Man-- Hi, can you put this (half gallon of orange juice) in your staff refer until I leave today?

---

Sorry, that's not a service we provide!  And he looked at me with starry eyes, questioning what he would do with the OJ.

Friday, January 23, 2015

Cookie Monster on Twitter

Liberrian wasn't happy with Cooooooookie Monster!

Recipe for Disaster

Consider this situation on a Friday afternoon--

The man on the Internet #17 is the one who yells at me because the Internet is slow.  He tells me to contact the IT department.  I offer him a customer survey and he says -- "give me the fucking form."

The woman on Internet #18 is the woman who can't tolerate any noise in the liberry.  We've had numerous incidents involving her.

Add in the guy on the Internet computer across from #17 who can't get his yell phone to stop playing extremely LOUD music.

What do we get?

The woman called 911 because "people were being disrespectful and disturbing the peace."

The sheriff came.  What a waste of his time.  And a waste of my time too since I had to write the report!

Liberrian Jewelry

I've had the Kate Spade necklace for a few years, but today I got the liberrian ring!




Saturday, December 27, 2014

Not allowed

A man was standing by the desk and washing his feet with the hand sanitizer.  The LIII walked by and told him that bathing is not allowed in the liberry.  He left, and she removed the hand sanitizer dispenser from public view.

Tuesday, December 23, 2014

Gift

One of the homeless men gave me some chocolate for Christmas.  He said, "I give chocolate to my angels."

Quote from a regular

Everything I come up with is a great idea.  If I come up with any more ideas I'm gonna blow up!  Ha ha!

Saturday, December 06, 2014

Circles

Woman with stroller -- Excuse me, I am going around in circles.  Where are the Ys?  I'm looking for an author named Young, and your shelf ends at W.

I showed her the shelf under the Ws with a couple Xs, some Ys and Zs.

Woman -- Oh, sorry!

Security Guard Sub

This guy about 18, if that, served as the sub to our security guard yesterday.  He came to the desk when he first arrived and said -- I'm sorry, I have no idea what I am supposed to do.  Like, what is my civic duty?

Monday, November 24, 2014

Children, hygienic

Matilda recently had a class visit from some first graders, and they all sent her thank you notes.

My favorite one:

"Dear Ms. Librarian,
Thank you for sharin your Libereinand.
I lick all the bux."
[With drawing of a book(?) labeled "all About bux"]

Nice try

A customer apparently lost the DVD artwork for this movie and very kindly made us a replacement, including the barcode and everything!
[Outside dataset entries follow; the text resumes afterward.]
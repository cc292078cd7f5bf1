fn main() -> Result<(), Box<dyn std::error::Error>> {
    // The consensus core builds without protoc; only the gRPC transport
    // needs the generated service code.
    println!("cargo:rerun-if-changed=proto/raft.proto");
    if std::env::var_os("CARGO_FEATURE_GRPC").is_some() {
        tonic_build::compile_protos("proto/raft.proto")?;
    }
    Ok(())
}
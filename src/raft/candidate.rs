use std::sync::Arc;

use ::log::{debug, info, warn};

use super::context::NodeContext;
use super::endpoint::with_timeout;
use super::node::Event;
use super::quorum::Quorum;
use super::timer::Timer;
use super::{NodeRole, PingRequest, PingResponse, PollRequest, PollResponse, RaftError, SyncRequest};

/// Campaigning role.
///
/// Holds at most one live election round; a round is cancelled when the
/// election times out (and a new one is polled in the same term) or when the
/// role shuts down. Replies from a round that is no longer current are
/// dropped by their round number.
#[derive(Debug, Default)]
pub struct Candidate {
    timer: Timer,
    election: Option<(u64, Quorum)>,
}

impl Candidate {
    pub fn new() -> Self {
        Self::default()
    }

    pub async fn start_up(&mut self, ctx: &mut NodeContext) -> Option<NodeRole> {
        let term = ctx.begin_term();
        info!("{}: starting election for term {}", ctx.address(), term);
        self.reset_timer(ctx);
        self.poll_members(ctx).await
    }

    pub fn shut_down(&mut self) {
        self.timer.cancel();
        if let Some((_, mut quorum)) = self.election.take() {
            quorum.cancel();
        }
    }

    fn reset_timer(&mut self, ctx: &NodeContext) {
        self.timer
            .arm(ctx.config.election_timeout(), &ctx.events, Event::Timeout);
    }

    /// Sends a poll to every member. Our own vote is already counted.
    async fn poll_members(&mut self, ctx: &mut NodeContext) -> Option<NodeRole> {
        if self.election.is_some() {
            return None;
        }

        let last = async {
            let index = ctx.log.last_index().await?;
            let term = ctx.log.last_term().await?;
            Ok::<_, RaftError>((index, term))
        };
        let (last_log_index, last_log_term) = match last.await {
            Ok(last) => last,
            Err(e) => {
                // Retried when the election timer fires again.
                warn!("{}: cannot read log to start election: {}", ctx.address(), e);
                return None;
            }
        };

        let round = ctx.next_round();
        let request = PollRequest {
            term: ctx.current_term(),
            candidate: ctx.address().to_string(),
            last_log_index,
            last_log_term,
        };
        let timeout = ctx.config.rpc_timeout();

        let mut quorum = Quorum::new(ctx.members.iter().cloned());
        let outcome = quorum.start(|member| {
            let endpoint = Arc::clone(&ctx.endpoint);
            let events = ctx.events.clone();
            let member = member.to_string();
            let request = request.clone();
            tokio::spawn(async move {
                let result = with_timeout(timeout, endpoint.poll(&member, request)).await;
                let _ = events.send(Event::PollReply {
                    round,
                    member,
                    result,
                });
            });
        });
        self.election = Some((round, quorum));

        outcome.map(|elected| self.conclude(ctx, elected))
    }

    pub fn on_poll_reply(
        &mut self,
        ctx: &NodeContext,
        round: u64,
        member: &str,
        result: Result<PollResponse, RaftError>,
    ) -> Option<NodeRole> {
        let (current, quorum) = self.election.as_mut()?;
        if *current != round || quorum.is_terminal() {
            return None;
        }

        let outcome = match result {
            Ok(response) if response.vote_granted => {
                debug!("{}: vote granted by {}", ctx.address(), member);
                quorum.succeed(member)
            }
            Ok(_) => quorum.fail(member),
            Err(e) => {
                debug!("{}: poll to {} failed: {}", ctx.address(), member, e);
                quorum.fail(member)
            }
        };

        outcome.map(|elected| self.conclude(ctx, elected))
    }

    fn conclude(&mut self, ctx: &NodeContext, elected: bool) -> NodeRole {
        self.election = None;
        if elected {
            info!("{}: won election for term {}", ctx.address(), ctx.current_term());
            NodeRole::Leader
        } else {
            info!("{}: lost election for term {}", ctx.address(), ctx.current_term());
            NodeRole::Follower
        }
    }

    pub async fn on_timeout(&mut self, ctx: &mut NodeContext, token: u64) -> Option<NodeRole> {
        if !self.timer.fired(token) {
            return None;
        }
        info!("{}: election timed out in term {}", ctx.address(), ctx.current_term());
        if let Some((_, mut quorum)) = self.election.take() {
            quorum.cancel();
        }
        self.reset_timer(ctx);
        self.poll_members(ctx).await
    }

    /// A ping at our own term or lower does not stop the campaign.
    pub fn ping(&mut self, ctx: &mut NodeContext, _request: &PingRequest) -> PingResponse {
        PingResponse {
            term: ctx.current_term(),
        }
    }

    /// Only our own candidacy gets our vote.
    pub fn poll(&mut self, ctx: &mut NodeContext, request: &PollRequest) -> PollResponse {
        let vote_granted = request.candidate == ctx.address();
        if vote_granted {
            let address = ctx.address().to_string();
            ctx.vote_for(&address);
        }
        PollResponse {
            term: ctx.current_term(),
            vote_granted,
        }
    }

    /// A sync at our own term comes from that term's leader. The node steps
    /// down once this returns true.
    pub fn admit_sync(&mut self, ctx: &mut NodeContext, request: &SyncRequest) -> bool {
        if request.term < ctx.current_term() {
            return false;
        }
        ctx.set_leader(Some(request.leader.clone()));
        true
    }
}
use std::collections::BTreeSet;
use std::time::Duration;

use rand::Rng;

use super::RaftError;

#[derive(Debug, Clone)]
pub struct RaftConfig {
    pub address: String,
    pub members: BTreeSet<String>, // peer addresses, excluding self
    pub election_timeout_min: u64, // in milliseconds
    pub election_timeout_max: u64, // in milliseconds
    pub heartbeat_interval: u64,   // in milliseconds
    pub rpc_timeout: u64,          // in milliseconds
}

impl RaftConfig {
    pub fn new(address: &str) -> Self {
        Self {
            address: address.to_string(),
            members: BTreeSet::new(),
            election_timeout_min: 150,
            election_timeout_max: 300,
            heartbeat_interval: 50,
            rpc_timeout: 100,
        }
    }

    pub fn add_member(&mut self, address: &str) {
        if address != self.address {
            self.members.insert(address.to_string());
        }
    }

    pub fn with_members<I, S>(mut self, members: I) -> Self
    where
        I: IntoIterator<Item = S>,
        S: AsRef<str>,
    {
        for member in members {
            self.add_member(member.as_ref());
        }
        self
    }

    pub fn with_timing(mut self, election_min: u64, election_max: u64, heartbeat: u64) -> Self {
        self.election_timeout_min = election_min;
        self.election_timeout_max = election_max;
        self.heartbeat_interval = heartbeat;
        self
    }

    /// Draws a fresh election timeout uniformly from the configured range.
    pub fn election_timeout(&self) -> Duration {
        let mut rng = rand::rng();
        let timeout_ms = rng.random_range(self.election_timeout_min..=self.election_timeout_max);
        Duration::from_millis(timeout_ms)
    }

    pub fn heartbeat(&self) -> Duration {
        Duration::from_millis(self.heartbeat_interval)
    }

    pub fn rpc_timeout(&self) -> Duration {
        Duration::from_millis(self.rpc_timeout)
    }

    pub fn validate(&self) -> Result<(), RaftError> {
        if self.address.is_empty() {
            return Err(RaftError::InvalidConfig("address must not be empty".into()));
        }
        if self.members.contains(&self.address) {
            return Err(RaftError::InvalidConfig(format!(
                "members must not include this node ({})",
                self.address
            )));
        }
        if self.election_timeout_min == 0 || self.heartbeat_interval == 0 || self.rpc_timeout == 0 {
            return Err(RaftError::InvalidConfig("timeouts must be non-zero".into()));
        }
        if self.election_timeout_min > self.election_timeout_max {
            return Err(RaftError::InvalidConfig(format!(
                "election timeout range is empty ({}..={})",
                self.election_timeout_min, self.election_timeout_max
            )));
        }
        if self.heartbeat_interval >= self.election_timeout_min {
            return Err(RaftError::InvalidConfig(format!(
                "heartbeat interval ({}ms) must be shorter than the minimum election timeout ({}ms)",
                self.heartbeat_interval, self.election_timeout_min
            )));
        }
        Ok(())
    }
}

#[cfg(test)]
mod tests {
    use super::*;

    #[test]
    fn add_member_skips_self() {
        let cfg = RaftConfig::new("a").with_members(["a", "b", "c"]);
        assert_eq!(cfg.members.len(), 2);
        assert!(!cfg.members.contains("a"));
        cfg.validate().expect("valid config");
    }

    #[test]
    fn election_timeout_stays_in_range() {
        let cfg = RaftConfig::new("a").with_timing(100, 120, 20);
        for _ in 0..100 {
            let t = cfg.election_timeout();
            assert!(t >= Duration::from_millis(100) && t <= Duration::from_millis(120));
        }
    }

    #[test]
    fn validate_rejects_bad_timing() {
        let cfg = RaftConfig::new("a").with_timing(300, 150, 50);
        assert!(matches!(cfg.validate(), Err(RaftError::InvalidConfig(_))));

        let cfg = RaftConfig::new("a").with_timing(150, 300, 150);
        assert!(matches!(cfg.validate(), Err(RaftError::InvalidConfig(_))));

        let mut cfg = RaftConfig::new("a");
        cfg.members.insert("a".into());
        assert!(matches!(cfg.validate(), Err(RaftError::InvalidConfig(_))));

        assert!(RaftConfig::new("").validate().is_err());
    }
}
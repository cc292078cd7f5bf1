//! gRPC transport between nodes.

mod error;

pub mod client;
pub mod server;

pub use client::{submit, GrpcEndpoint};
pub use error::{raft_to_status, NetworkError};
pub use server::{serve, RaftServer};

pub mod proto {
    tonic::include_proto!("raft");
}

use crate::raft;

impl From<raft::LogEntry> for proto::LogEntry {
    fn from(entry: raft::LogEntry) -> Self {
        Self {
            term: entry.term,
            command: entry.command,
        }
    }
}

impl From<proto::LogEntry> for raft::LogEntry {
    fn from(entry: proto::LogEntry) -> Self {
        raft::LogEntry::new(entry.term, entry.command)
    }
}

impl From<raft::PingRequest> for proto::PingRequest {
    fn from(req: raft::PingRequest) -> Self {
        Self {
            term: req.term,
            leader: req.leader,
        }
    }
}

impl From<proto::PingRequest> for raft::PingRequest {
    fn from(req: proto::PingRequest) -> Self {
        Self {
            term: req.term,
            leader: req.leader,
        }
    }
}

impl From<raft::PollRequest> for proto::PollRequest {
    fn from(req: raft::PollRequest) -> Self {
        Self {
            term: req.term,
            candidate: req.candidate,
            last_log_index: req.last_log_index,
            last_log_term: req.last_log_term,
        }
    }
}

impl From<proto::PollRequest> for raft::PollRequest {
    fn from(req: proto::PollRequest) -> Self {
        Self {
            term: req.term,
            candidate: req.candidate,
            last_log_index: req.last_log_index,
            last_log_term: req.last_log_term,
        }
    }
}

impl From<raft::SyncRequest> for proto::SyncRequest {
    fn from(req: raft::SyncRequest) -> Self {
        Self {
            term: req.term,
            leader: req.leader,
            prev_log_index: req.prev_log_index,
            prev_log_term: req.prev_log_term,
            entries: req.entries.into_iter().map(Into::into).collect(),
            commit_index: req.commit_index,
        }
    }
}

impl From<proto::SyncRequest> for raft::SyncRequest {
    fn from(req: proto::SyncRequest) -> Self {
        Self {
            term: req.term,
            leader: req.leader,
            prev_log_index: req.prev_log_index,
            prev_log_term: req.prev_log_term,
            entries: req.entries.into_iter().map(Into::into).collect(),
            commit_index: req.commit_index,
        }
    }
}
//! CLI argument definitions using clap
//!
//! - hookgate dispatch --event PreAction --subject Write --payload input.json
//! - hookgate list                  # Show the merged hook table
//! - hookgate check                 # Validate every settings source

use clap::{Parser, Subcommand};
use hookgate_core::EventKind;
use std::path::PathBuf;

#[derive(Parser)]
#[command(name = "hookgate")]
#[command(about = "Hookgate - run agent lifecycle hooks and resolve their verdicts")]
#[command(
    long_about = r#"Hookgate - run agent lifecycle hooks and resolve their verdicts

USAGE:
  hookgate dispatch --event PreAction --subject Bash --payload -
  hookgate list                  # Show configured hooks
  hookgate check                 # Validate settings files

Settings are read from ~/.config/hookgate/settings.json, then
.hookgate/settings.json and .hookgate/settings.local.json in the project."#
)]
#[command(version)]
pub struct Cli {
    /// Project directory used to discover settings (defaults to the current directory)
    #[arg(long, global = true, env = "HOOKGATE_PROJECT_DIR")]
    pub project_dir: Option<PathBuf>,

    /// Enable verbose logging on stderr
    #[arg(long, short, global = true)]
    pub verbose: bool,

    #[command(subcommand)]
    pub command: Commands,
}

#[derive(Subcommand)]
pub enum Commands {
    /// Dispatch one event and print the aggregated decision as JSON
    #[command(verbatim_doc_comment)]
    Dispatch {
        /// Event kind (PreAction, PostAction, PostActionFailure, PromptSubmit)
        #[arg(long, short, value_parser = parse_event)]
        event: EventKind,

        /// Subject matched against hook matchers, usually the tool name
        #[arg(long, short)]
        subject: Option<String>,

        /// JSON object with the event fields; "-" reads stdin
        #[arg(long, short)]
        payload: Option<String>,

        /// Session identifier passed to hooks (random if omitted)
        #[arg(long)]
        session_id: Option<String>,

        /// Working directory reported to hooks
        #[arg(long)]
        cwd: Option<PathBuf>,

        /// Print every hook run, not just the final decision
        #[arg(long)]
        detailed: bool,
    },

    /// List the merged hook table
    #[command(verbatim_doc_comment)]
    List {
        /// Only show hooks for this event
        #[arg(long, short, value_parser = parse_event)]
        event: Option<EventKind>,

        /// Output as JSON
        #[arg(long)]
        json: bool,
    },

    /// Validate every settings source and report problems
    #[command(verbatim_doc_comment)]
    Check,
}

fn parse_event(value: &str) -> Result<EventKind, String> {
    value.parse()
}
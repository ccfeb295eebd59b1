//! Hook event kinds
//!
//! Defines the lifecycle points that can trigger hook execution, which payload field
//! is matched against, and which verdicts each kind understands.

use serde::{Deserialize, Serialize};
use std::fmt;
use std::str::FromStr;

use super::hook_output::Verdict;

/// Lifecycle events that can trigger hook execution
#[derive(Debug, Clone, Copy, PartialEq, Eq, Hash, PartialOrd, Ord, Serialize, Deserialize)]
pub enum EventKind {
    /// Before an action (tool call) runs
    PreAction,
    /// After an action completed successfully
    PostAction,
    /// After an action failed
    PostActionFailure,
    /// User submits a prompt
    PromptSubmit,
}

impl EventKind {
    /// Name of the payload field that carries the subject, if the kind has one
    pub fn subject_field(&self) -> Option<&'static str> {
        match self {
            EventKind::PreAction | EventKind::PostAction | EventKind::PostActionFailure => {
                Some("tool_name")
            }
            EventKind::PromptSubmit => None,
        }
    }

    /// Whether events of this kind carry a subject to match against
    pub fn has_subject(&self) -> bool {
        self.subject_field().is_some()
    }

    /// Get a human-readable description of this event
    pub fn description(&self) -> &'static str {
        match self {
            EventKind::PreAction => "Before action execution",
            EventKind::PostAction => "After successful action execution",
            EventKind::PostActionFailure => "After failed action execution",
            EventKind::PromptSubmit => "User submits a prompt",
        }
    }

    /// Verdict produced by the blocking exit code for this kind
    ///
    /// Before the action it can still be prevented, so the hook denies it.
    /// Afterwards (or for prompts) the hook can only block further processing.
    pub fn blocking_verdict(&self) -> Verdict {
        match self {
            EventKind::PreAction => Verdict::Deny,
            EventKind::PostAction | EventKind::PostActionFailure | EventKind::PromptSubmit => {
                Verdict::Block
            }
        }
    }

    /// Map a verdict reported by a hook onto this kind's vocabulary
    pub fn normalize(&self, verdict: Verdict) -> Verdict {
        match (self, verdict) {
            (EventKind::PreAction, Verdict::Block) => Verdict::Deny,
            (EventKind::PreAction, other) => other,
            (_, Verdict::Deny) => Verdict::Block,
            (_, Verdict::Ask) => Verdict::Pass,
            (_, other) => other,
        }
    }

    /// Returns all possible event kinds
    pub fn all() -> &'static [EventKind] {
        &[
            EventKind::PreAction,
            EventKind::PostAction,
            EventKind::PostActionFailure,
            EventKind::PromptSubmit,
        ]
    }

    /// Canonical wire name
    pub fn as_str(&self) -> &'static str {
        match self {
            EventKind::PreAction => "PreAction",
            EventKind::PostAction => "PostAction",
            EventKind::PostActionFailure => "PostActionFailure",
            EventKind::PromptSubmit => "PromptSubmit",
        }
    }
}

impl fmt::Display for EventKind {
    fn fmt(&self, f: &mut fmt::Formatter<'_>) -> fmt::Result {
        f.write_str(self.as_str())
    }
}

impl FromStr for EventKind {
    type Err = String;

    fn from_str(s: &str) -> Result<Self, Self::Err> {
        EventKind::all()
            .iter()
            .copied()
            .find(|kind| kind.as_str() == s)
            .ok_or_else(|| format!("unknown hook event '{}'", s))
    }
}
Thursday, November 13, 2014

Phone Call

Hi, this is Amy at the liberry, how can I help you?

Yeah, I need to check if my books are ready to be picked up.

Yes, it says that you have 3 books to be picked up by the 20th.

Are you absolutely sure they are there?

I can go check the shelf to verify they are here.

OK, cuz if anyone TOUCHES a those books, I will have your neck!